Archive for ‘Cabernet’

November 21, 2011

Châteaux de la Cour d’Argent 2005

From the cellar: Remember in 2008 when the 2005 Bordeaux was released as the best release in decades and hordes showed up at BC Liquor to max out our credit cards?  Fast forward to the 2009 release billed as the best release in decades and…  Oh wait, do I smell a bit of marketing politics or the incessant need to get excited about wine in a world with so much wine it’s hard to get excited?  I am certainly not anti-Bordeaux, I’ve got a wine fridge filled with the crap, it’s just that, a bit like those “For Your Consideration” pre-Oscar ads, there seems to be more hoopla than substance.  So, today, a simple inexpensive 05 Bordeaux.

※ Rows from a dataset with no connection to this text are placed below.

use reqwest::Url;
use std::path::{Path, PathBuf};

use crate::error::{FetchError, Result};

pub const MODEL_URL: &str = "https://ml-site.cdn-apple.com/models/sharp/sharp_2572gikvuh.pt";
pub const MODEL_FILE_NAME: &str = "sharp_2572gikvuh.pt";

/// A remote resource and the local path it is saved to.
///
/// The local file is named after the last path segment of the URL.
#[derive(Debug, Clone)]
pub struct Target {
    url: Url,
    path: PathBuf,
}

impl Target {
    /// The SHARP checkpoint, saved into the current working directory.
    pub fn model() -> Result<Self> {
        Ok(Self {
            url: parse_url(MODEL_URL)?,
            path: PathBuf::from(MODEL_FILE_NAME),
        })
    }

    pub fn from_url(url: &str) -> Result<Self> {
        let url = parse_url(url)?;
        let path = PathBuf::from(file_name_of(&url)?);
        Ok(Self { url, path })
    }

    pub fn in_dir(url: &str, dir: &Path) -> Result<Self> {
        let url = parse_url(url)?;
        let path = dir.join(file_name_of(&url)?);
        Ok(Self { url, path })
    }

    pub fn url(&self) -> &Url {
        &self.url
    }

    pub fn path(&self) -> &Path {
        &self.path
    }

    pub fn file_name(&self) -> &str {
        self.path
            .file_name()
            .and_then(|name| name.to_str())
            .unwrap_or_default()
    }
}

fn parse_url(url: &str) -> Result<Url> {
    Url::parse(url).map_err(|e| FetchError::InvalidUrl {
        url: url.to_string(),
        reason: e.to_string(),
    })
}

fn file_name_of(url: &Url) -> Result<String> {
    url.path_segments()
        .and_then(|mut segments| segments.rfind(|s| !s.is_empty()))
        .filter(|name| *name != "." && *name != "..")
        .map(str::to_string)
        .ok_or_else(|| FetchError::NoFileName {
            url: url.to_string(),
        })
}
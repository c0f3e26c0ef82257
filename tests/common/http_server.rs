//! Loopback HTTP/1.1 server for integration tests.
//!
//! Answers every request with one fixed status line and body.

#![allow(dead_code)]

use std::io::{Read, Write};
use std::net::TcpListener;
use std::sync::Arc;
use std::thread;

#[derive(Debug, Clone, Copy)]
pub struct ServerOptions {
    pub status: &'static str,
    /// Close the connection after sending this many body bytes while still
    /// advertising the full Content-Length.
    pub truncate_at: Option<usize>,
}

impl Default for ServerOptions {
    fn default() -> Self {
        Self {
            status: "200 OK",
            truncate_at: None,
        }
    }
}

/// Serves `body` in a background thread. Returns the server's base URL
/// (e.g. "http://127.0.0.1:12345/").
pub fn start(body: Vec<u8>) -> String {
    start_with_options(body, ServerOptions::default())
}

pub fn start_with_options(body: Vec<u8>, opts: ServerOptions) -> String {
    let listener = TcpListener::bind("127.0.0.1:0").expect("bind");
    let port = listener.local_addr().unwrap().port();
    let body = Arc::new(body);
    thread::spawn(move || {
        for stream in listener.incoming().flatten() {
            let body = Arc::clone(&body);
            thread::spawn(move || handle(stream, &body, opts));
        }
    });
    format!("http://127.0.0.1:{}/", port)
}

/// A URL on a port nothing is listening on.
pub fn unreachable_url() -> String {
    let listener = TcpListener::bind("127.0.0.1:0").expect("bind");
    let port = listener.local_addr().unwrap().port();
    drop(listener);
    format!("http://127.0.0.1:{}/", port)
}

fn handle(mut stream: std::net::TcpStream, body: &[u8], opts: ServerOptions) {
    let _ = stream.set_read_timeout(Some(std::time::Duration::from_secs(2)));
    let _ = stream.set_write_timeout(Some(std::time::Duration::from_secs(2)));
    let mut buf = [0u8; 8192];
    match stream.read(&mut buf) {
        Ok(0) | Err(_) => return,
        Ok(_) => {}
    }

    let header = format!(
        "HTTP/1.1 {}\r\nContent-Length: {}\r\nConnection: close\r\n\r\n",
        opts.status,
        body.len()
    );
    let sent = opts.truncate_at.unwrap_or(body.len()).min(body.len());
    let _ = stream.write_all(header.as_bytes());
    let _ = stream.write_all(&body[..sent]);
    let _ = stream.flush();
}
use reqwest::blocking::Client;
use reqwest::Url;
use std::io;
use std::path::Path;
use std::time::Duration;

use crate::error::{FetchError, Result};

pub(crate) const PART_SUFFIX: &str = ".part";

/// Blocking client with no overall request timeout; large checkpoints can
/// take longer than reqwest's 30 second default.
pub fn client() -> Result<Client> {
    Client::builder()
        .timeout(None::<Duration>)
        .build()
        .map_err(FetchError::Client)
}

/// Downloads `url` to `output_path`, returning the number of bytes received.
///
/// The body is streamed into a hidden temporary file beside `output_path` and
/// renamed over it once complete, so a failed transfer never leaves a
/// truncated file at the target path.
pub fn download_file(client: &Client, url: &Url, output_path: &Path) -> Result<u64> {
    log::info!("Downloading from {} to {:?}", url, output_path);

    let mut response = client
        .get(url.clone())
        .send()
        .map_err(|source| FetchError::Request {
            url: url.to_string(),
            source,
        })?;

    log::debug!("Response status: {}", response.status());
    if !response.status().is_success() {
        return Err(FetchError::Status {
            url: url.to_string(),
            status: response.status(),
        });
    }

    let mut part = part_file(output_path)?;

    let bytes = io::copy(&mut response, part.as_file_mut()).map_err(|source| {
        FetchError::Transfer {
            path: output_path.to_path_buf(),
            source,
        }
    })?;

    part.persist(output_path)
        .map_err(|e| FetchError::Persist {
            path: output_path.to_path_buf(),
            source: e.error,
        })?;

    log::info!("Download completed: {} bytes", bytes);
    Ok(bytes)
}

/// Directory and file name prefix used for the in-progress `.part` files of `output_path`.
pub(crate) fn part_location(output_path: &Path) -> (&Path, String) {
    let dir = output_path
        .parent()
        .filter(|p| !p.as_os_str().is_empty())
        .unwrap_or_else(|| Path::new("."));
    let prefix = format!(
        ".{}.",
        output_path
            .file_name()
            .map(|n| n.to_string_lossy().into_owned())
            .unwrap_or_default()
    );
    (dir, prefix)
}

fn part_file(output_path: &Path) -> Result<tempfile::NamedTempFile> {
    let (dir, prefix) = part_location(output_path);

    let mut builder = tempfile::Builder::new();
    builder.prefix(&prefix).suffix(PART_SUFFIX);
    // Same mode as File::create; the umask still applies at open.
    #[cfg(unix)]
    {
        use std::os::unix::fs::PermissionsExt;
        builder.permissions(std::fs::Permissions::from_mode(0o666));
    }

    builder
        .tempfile_in(dir)
        .map_err(|source| FetchError::Create {
            path: output_path.to_path_buf(),
            source,
        })
}
//! CPU time breakdown from the aggregate line of /proc/stat.

use serde::Serialize;

use super::{parse_u64, ParseError};

/// Raw CPU time values from /proc/stat, in clock ticks.
#[derive(Debug, Clone, Copy, Default, PartialEq, Eq, Serialize)]
pub struct CpuTimes {
    pub user: u64,
    pub nice: u64,
    pub system: u64,
    pub idle: u64,
    pub iowait: u64,
    pub irq: u64,
    pub softirq: u64,
    pub steal: u64,
}

impl CpuTimes {
    /// All ticks. Guest time is already accounted in `user`/`nice`.
    pub fn total(&self) -> u64 {
        [
            self.nice,
            self.system,
            self.idle,
            self.iowait,
            self.irq,
            self.softirq,
            self.steal,
        ]
        .iter()
        .fold(self.user, |acc, v| acc.saturating_add(*v))
    }

    /// Ticks the CPU spent not working (idle or waiting on I/O).
    pub fn idle_total(&self) -> u64 {
        self.idle.saturating_add(self.iowait)
    }

    /// Busy percentage over the interval since `prev`, in `[0, 100]`.
    ///
    /// Returns 0 when no ticks elapsed or the counters went backwards.
    pub fn usage_since(&self, prev: &CpuTimes) -> f64 {
        let total_delta = self.total().saturating_sub(prev.total());
        if total_delta == 0 {
            return 0.0;
        }

        let idle_delta = self.idle_total().saturating_sub(prev.idle_total());
        let busy_delta = total_delta.saturating_sub(idle_delta);

        (100.0 * busy_delta as f64 / total_delta as f64).clamp(0.0, 100.0)
    }
}

/// Parses the aggregate `cpu ` line of /proc/stat.
///
/// Old kernels report only the first four columns; missing trailing columns
/// are zero. Fewer than four columns, or any non-numeric column, is an error.
pub fn parse_cpu_times(content: &str) -> Result<CpuTimes, ParseError> {
    let line = content
        .lines()
        .find(|l| l.starts_with("cpu "))
        .ok_or_else(|| ParseError::new("missing aggregate cpu line"))?;

    let fields = line
        .split_whitespace()
        .skip(1)
        .map(|s| parse_u64(s, "cpu"))
        .collect::<Result<Vec<u64>, _>>()?;

    if fields.len() < 4 {
        return Err(ParseError::new(format!(
            "aggregate cpu line has {} columns, expected at least 4",
            fields.len()
        )));
    }

    let get = |idx: usize| fields.get(idx).copied().unwrap_or(0);

    Ok(CpuTimes {
        user: get(0),
        nice: get(1),
        system: get(2),
        idle: get(3),
        iowait: get(4),
        irq: get(5),
        softirq: get(6),
        steal: get(7),
    })
}
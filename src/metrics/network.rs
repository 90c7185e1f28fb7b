//! Per-interface network counters from /proc/net/dev.

use serde::Serialize;

use super::{parse_u64, ParseError};

/// Receive and transmit columns per interface line.
const NET_DEV_FIELDS: usize = 16;

/// Cumulative counters of one network interface.
#[derive(Debug, Clone, Default, PartialEq, Eq, Serialize)]
pub struct InterfaceStats {
    /// Interface name (e.g., "eth0", "lo")
    pub interface: String,
    pub rx_bytes: u64,
    pub rx_packets: u64,
    pub rx_errors: u64,
    pub tx_bytes: u64,
    pub tx_packets: u64,
    pub tx_errors: u64,
}

#[derive(Debug, Clone, Default, PartialEq, Eq, Serialize)]
pub struct NetworkSnapshot {
    pub interfaces: Vec<InterfaceStats>,
}

/// Parses /proc/net/dev.
///
/// ```text
/// Inter-|   Receive                                                |  Transmit
///  face |bytes    packets errs drop fifo frame compressed multicast|bytes    packets errs drop fifo colls carrier compressed
///     lo: 1234567     1234    0    0    0     0          0         0  1234567     1234    0    0    0     0       0          0
/// ```
pub fn parse_net_dev(content: &str) -> Result<NetworkSnapshot, ParseError> {
    let mut lines = content.lines();
    for _ in 0..2 {
        match lines.next() {
            Some(header) if header.contains('|') => {}
            _ => return Err(ParseError::new("missing net/dev header")),
        }
    }

    let mut interfaces = Vec::new();
    for line in lines {
        if line.trim().is_empty() {
            continue;
        }

        let (name, counters) = line
            .split_once(':')
            .ok_or_else(|| ParseError::new(format!("malformed net/dev line {:?}", line)))?;

        let values = counters
            .split_whitespace()
            .map(|s| parse_u64(s, "net/dev"))
            .collect::<Result<Vec<u64>, _>>()?;
        if values.len() < NET_DEV_FIELDS {
            return Err(ParseError::new(format!(
                "interface {} has {} columns, expected {}",
                name.trim(),
                values.len(),
                NET_DEV_FIELDS
            )));
        }

        interfaces.push(InterfaceStats {
            interface: name.trim().to_string(),
            rx_bytes: values[0],
            rx_packets: values[1],
            rx_errors: values[2],
            tx_bytes: values[8],
            tx_packets: values[9],
            tx_errors: values[10],
        });
    }

    Ok(NetworkSnapshot { interfaces })
}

Cab Sauvignon, Cab Franc, Merlot.  Mostly merlot.  OK.  You’ve read enough.  A lesser known Bordeaux in keeping with an ongoing blog theme of quality for a decent price in an over-priced government-controlled wine market.  (If there’s one place I’d love to see Tea Party momentum, it’s govt control of vino, but that’s never gonna happen in BC…)  The de la Cour D’Argent is dark and complex but not overwhelming or intriguing.  Weird oxymoronic Bordeaux.  On the one hand, it’s the antithesis of everyday, approachable CA and OZ reds, what we’ve become accustomed to with the prevalence of the point system (which, ultimately, results in a tiny percentage of individuals setting taste standards for millions).  This is highly nuanced on the finish with some hot pepper and smokiness that’s desirable but not dramatic.  It seemed lacking in “elan” or “joie de vivre” or whatever the con-no-sirs say.  If I could be so ridiculous as to call it contemplative, and you would read that with a straight face, and then if we would both indulge in a long conversation about what we’ve come to accept as blended red and expectations and the international wine market with references to Mondovino, then the whole point of this blog being about good wine and everyday tastes would be for nought.

Price: $19 in 2008 with 88 points from the Wine Spectator.  Should I factor in the wine cellar space and electricity bill for the last three years?

Market Liquidity: Only bought one bottle, so nothing lost, nothing gained.

October 4, 2011

Sandhill Small Lots Cabernet Syrah 2007

Not the bottle we drank...

I love the Sandhill Small Lots wines.  I hate the cost of Sandhill Small Lots wines (most $30 or more).  I am therefore torn: There’s good wine for less but there’s worse wine for more.  When it comes to BC reds, there is, too, a lot of pomp, posturing and pretense.  Not with the SSL wines; they stand to be judged without the conceit that somehow, by dint of being local, we should give them a break.

Although my favorite is the Barbera, the Cabernet Sauvignon Syrah blend is a beautiful bottle.  I call the Cab/Syrah blend their “Breck” red: It’s full bodied with no loose ends.  But it’s also a touch of Apocalypse Now, deep, dark, mysterious.  Pepper, leather, vanilla.  “Raid the spice cabinet” said one sipper.  All that said, no one got the “fruitcake” or the “chocolate finish” the vintner had put on the label as a guide; that did (to us) seem pompous.  That is because we are no con-no-sirs, uncouth and unskilled!  No matter.  If you’ve got cash burning a hole in your pocket, this is spectacular with meatballs.  We recommend pork and beef.

Price: $30 at Village VQA.

Market Liquidity: A great blend that is overpriced.

September 30, 2011

Hickinbotham Shiraz Cabernet: Superb

Hey, at 2.67 cents a mil you really can’t do better in this over-taxed wine market.  It’s a 91-pointer from Robert Parker so you know exactly what you will get before you cork (unscrew) it: There will be some big jammy fruit with a lingering oaky finish.  This does not disappoint in any respect.  Rather than lay it on thick I will simply say buy it by the case, lie a few down if you can!  Parker claims it will drink well until 2016 (good luck with that).  We bought a bottle, then a few more.  I think I was the only one buying it.  We took a few bottles for housewarming gifts.  This is the sort of wine that on the second sip people go, even people who don’t drink much wine, go “this is a really good wine.”  If there’s a fault it is perhaps too approachable.  But it has that smooth deep Australian je ne sais quoi which makes it tops.  Writing plaudits about this wine is a bit like blogging about a favorite restaurant: Its days may be numbered.  So it goes.

Price: $19.99 at BC liquor stores.

Market Liquidity: Buy lots.  Lots and lots. Quick.  Before Gismondi raves about it and it disappears and comes back at $23.99!